Exercise directions:
Your answer should be the lines below from the one with "handle is unknown" to the one with "E: std::error::Error +", both included, given again exactly and with nothing added.

Data excerpts:
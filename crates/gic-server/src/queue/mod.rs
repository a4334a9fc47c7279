//! Message queue capability
//!
//! Publishing, receiving and acknowledging go through [`MessageQueue`].
//! Delivery is at-least-once; redelivery and dead-lettering are broker
//! behavior configured through [`config::QueueConfig`].

use async_trait::async_trait;
use aws_config::SdkConfig;
use aws_sdk_sqs::{
    error::SdkError,
    types::{MessageAttributeValue, MessageSystemAttributeName, QueueAttributeName},
    Client,
};
use serde::{Deserialize, Serialize};
use std::collections::{BTreeMap, HashMap};
use tracing::{debug, info, instrument};

use crate::aws::{error_chain_message, is_credentials_error};

pub mod config;
pub mod memory;

pub use config::{QueueConfig, RedrivePolicy, RedriveSettings, MAX_MESSAGE_BYTES};
pub use memory::MemoryQueue;

/// Queue failure kinds
#[derive(Debug, Clone, PartialEq, Eq, thiserror::Error)]
pub enum QueueError {
    #[error("Credentials not available")]
    CredentialsUnavailable,

    #[error("Message is {size} bytes, exceeding the {limit} byte limit")]
    MessageTooLarge { size: usize, limit: usize },

    #[error("Receipt handle is unknown or expired")]
    UnknownReceipt,

    #[error("{0}")]
    Backend(String),
}

impl QueueError {
    fn from_sdk<E, R>(err: SdkError<E, R>) -> Self
    where
        E: std::error::Error + Send + Sync + 'static,
        R: std::fmt::Debug + Send + Sync + 'static,
    {
        if is_credentials_error(&err) {
            QueueError::CredentialsUnavailable
        } else {
            QueueError::Backend(error_chain_message(&err))
        }
    }
}

/// A message to publish
#[derive(Debug, Clone, PartialEq, Eq, Serialize, Deserialize)]
pub struct OutgoingMessage {
    pub body: String,
    pub attributes: BTreeMap<String, String>,
}

impl OutgoingMessage {
    pub fn new(body: impl Into<String>) -> Self {
        Self {
            body: body.into(),
            attributes: BTreeMap::new(),
        }
    }

    pub fn with_attribute(mut self, name: impl Into<String>, value: impl Into<String>) -> Self {
        self.attributes.insert(name.into(), value.into());
        self
    }

    /// Size as the broker counts it: body plus attribute names and values.
    pub fn size(&self) -> usize {
        self.body.len()
            + self
                .attributes
                .iter()
                .map(|(name, value)| name.len() + value.len())
                .sum::<usize>()
    }

    pub fn check_size(&self) -> Result<(), QueueError> {
        let size = self.size();
        if size > MAX_MESSAGE_BYTES {
            return Err(QueueError::MessageTooLarge {
                size,
                limit: MAX_MESSAGE_BYTES,
            });
        }
        Ok(())
    }
}

/// A received message awaiting acknowledgement
#[derive(Debug, Clone, PartialEq, Eq, Serialize, Deserialize)]
pub struct Delivery {
    pub message_id: String,
    pub receipt_handle: String,
    pub body: String,
    /// How many times the broker has handed this message out, this one included
    pub receive_count: u32,
}

/// Send/receive/acknowledge capability over one queue
#[async_trait]
pub trait MessageQueue: Send + Sync {
    /// Publish one message; returns the broker's message id.
    async fn send(&self, message: OutgoingMessage) -> Result<String, QueueError>;

    /// Receive up to `max` visible messages, hiding them for the visibility timeout.
    async fn receive(&self, max: usize) -> Result<Vec<Delivery>, QueueError>;

    /// Acknowledge a delivery so it is not redelivered.
    async fn ack(&self, receipt_handle: &str) -> Result<(), QueueError>;
}

/// SQS-backed queue
#[derive(Clone)]
pub struct SqsQueue {
    client: Client,
    queue_url: String,
    receive_wait_secs: i32,
}

impl SqsQueue {
    pub fn new(sdk_config: &SdkConfig, config: &QueueConfig) -> Self {
        let mut builder = aws_sdk_sqs::config::Builder::from(sdk_config);
        if let Some(endpoint) = &config.endpoint {
            builder = builder.endpoint_url(endpoint);
        }

        info!(queue_url = %config.queue_url, "Queue client initialized");

        Self {
            client: Client::from_conf(builder.build()),
            queue_url: config.queue_url.clone(),
            receive_wait_secs: config.receive_wait_secs,
        }
    }

    /// Same client pointed at another queue, e.g. the dead-letter queue.
    pub fn for_queue_url(&self, queue_url: impl Into<String>) -> Self {
        Self {
            client: self.client.clone(),
            queue_url: queue_url.into(),
            receive_wait_secs: self.receive_wait_secs,
        }
    }

    pub fn queue_url(&self) -> &str {
        &self.queue_url
    }

    /// Compare the provisioned queue against the expected redrive settings.
    ///
    /// Returns one line per mismatch; an empty list means the queue matches.
    #[instrument(skip(self, expected))]
    pub async fn check_attributes(&self, expected: &QueueConfig) -> Result<Vec<String>, QueueError> {
        let response = self
            .client
            .get_queue_attributes()
            .queue_url(&self.queue_url)
            .attribute_names(QueueAttributeName::VisibilityTimeout)
            .attribute_names(QueueAttributeName::RedrivePolicy)
            .send()
            .await
            .map_err(QueueError::from_sdk)?;

        let empty = HashMap::new();
        let actual = response.attributes().unwrap_or(&empty);
        let mut mismatches = Vec::new();

        let visibility = expected.redrive.visibility_timeout.as_secs().to_string();
        match actual.get(&QueueAttributeName::VisibilityTimeout) {
            Some(value) if *value == visibility => {},
            other => mismatches.push(format!(
                "VisibilityTimeout is {:?}, expected {}",
                other, visibility
            )),
        }

        if let Some(expected_policy) = expected.redrive_policy() {
            let actual_policy = actual
                .get(&QueueAttributeName::RedrivePolicy)
                .and_then(|raw| serde_json::from_str::<serde_json::Value>(raw).ok());

            let matches = actual_policy.as_ref().is_some_and(|policy| {
                policy["deadLetterTargetArn"] == expected_policy.dead_letter_target_arn.as_str()
                    && receive_count_of(policy) == Some(expected_policy.max_receive_count)
            });

            if !matches {
                mismatches.push(format!(
                    "RedrivePolicy is {:?}, expected {:?}",
                    actual_policy, expected_policy
                ));
            }
        }

        Ok(mismatches)
    }
}

/// SQS reports `maxReceiveCount` as either a number or a string.
fn receive_count_of(policy: &serde_json::Value) -> Option<u32> {
    match &policy["maxReceiveCount"] {
        serde_json::Value::Number(n) => n.as_u64().and_then(|n| u32::try_from(n).ok()),
        serde_json::Value::String(s) => s.parse().ok(),
        _ => None,
    }
}

#[async_trait]
impl MessageQueue for SqsQueue {
    #[instrument(skip(self, message), fields(size = message.size()))]
    async fn send(&self, message: OutgoingMessage) -> Result<String, QueueError> {
        message.check_size()?;

        let mut attributes = HashMap::with_capacity(message.attributes.len());
        for (name, value) in message.attributes {
            let attribute = MessageAttributeValue::builder()
                .data_type("String")
                .string_value(value)
                .build()
                .map_err(|e| QueueError::Backend(format!("Invalid message attribute: {}", e)))?;
            attributes.insert(name, attribute);
        }

        let response = self
            .client
            .send_message()
            .queue_url(&self.queue_url)
            .message_body(message.body)
            .set_message_attributes(Some(attributes))
            .send()
            .await
            .map_err(QueueError::from_sdk)?;

        let message_id = response.message_id().unwrap_or_default().to_string();
        debug!(message_id = %message_id, "Message sent");

        Ok(message_id)
    }

    #[instrument(skip(self))]
    async fn receive(&self, max: usize) -> Result<Vec<Delivery>, QueueError> {
        // SQS returns at most 10 messages per call
        let max = max.clamp(1, 10) as i32;

        let response = self
            .client
            .receive_message()
            .queue_url(&self.queue_url)
            .max_number_of_messages(max)
            .wait_time_seconds(self.receive_wait_secs)
            .message_system_attribute_names(MessageSystemAttributeName::ApproximateReceiveCount)
            .send()
            .await
            .map_err(QueueError::from_sdk)?;

        let deliveries = response
            .messages()
            .iter()
            .filter_map(|message| {
                let receipt_handle = message.receipt_handle()?.to_string();
                let receive_count = message
                    .attributes()
                    .and_then(|a| a.get(&MessageSystemAttributeName::ApproximateReceiveCount))
                    .and_then(|count| count.parse().ok())
                    .unwrap_or(1);

                Some(Delivery {
                    message_id: message.message_id().unwrap_or_default().to_string(),
                    receipt_handle,
                    body: message.body().unwrap_or_default().to_string(),
                    receive_count,
                })
            })
            .collect();

        Ok(deliveries)
    }

    #[instrument(skip(self, receipt_handle))]
    async fn ack(&self, receipt_handle: &str) -> Result<(), QueueError> {
        self.client
            .delete_message()
            .queue_url(&self.queue_url)
            .receipt_handle(receipt_handle)
            .send()
            .await
            .map_err(|err| {
                if err
                    .as_service_error()
                    .is_some_and(|e| e.is_receipt_handle_is_invalid())
                {
                    QueueError::UnknownReceipt
                } else {
                    QueueError::from_sdk(err)
                }
            })?;

        Ok(())
    }
}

Your response:
    #[error("Receipt handle is unknown or expired")]
    UnknownReceipt,

    #[error("{0}")]
    Backend(String),
}

impl QueueError {
    fn from_sdk<E, R>(err: SdkError<E, R>) -> Self
    where
        E: std::error::Error + Send + Sync + 'static,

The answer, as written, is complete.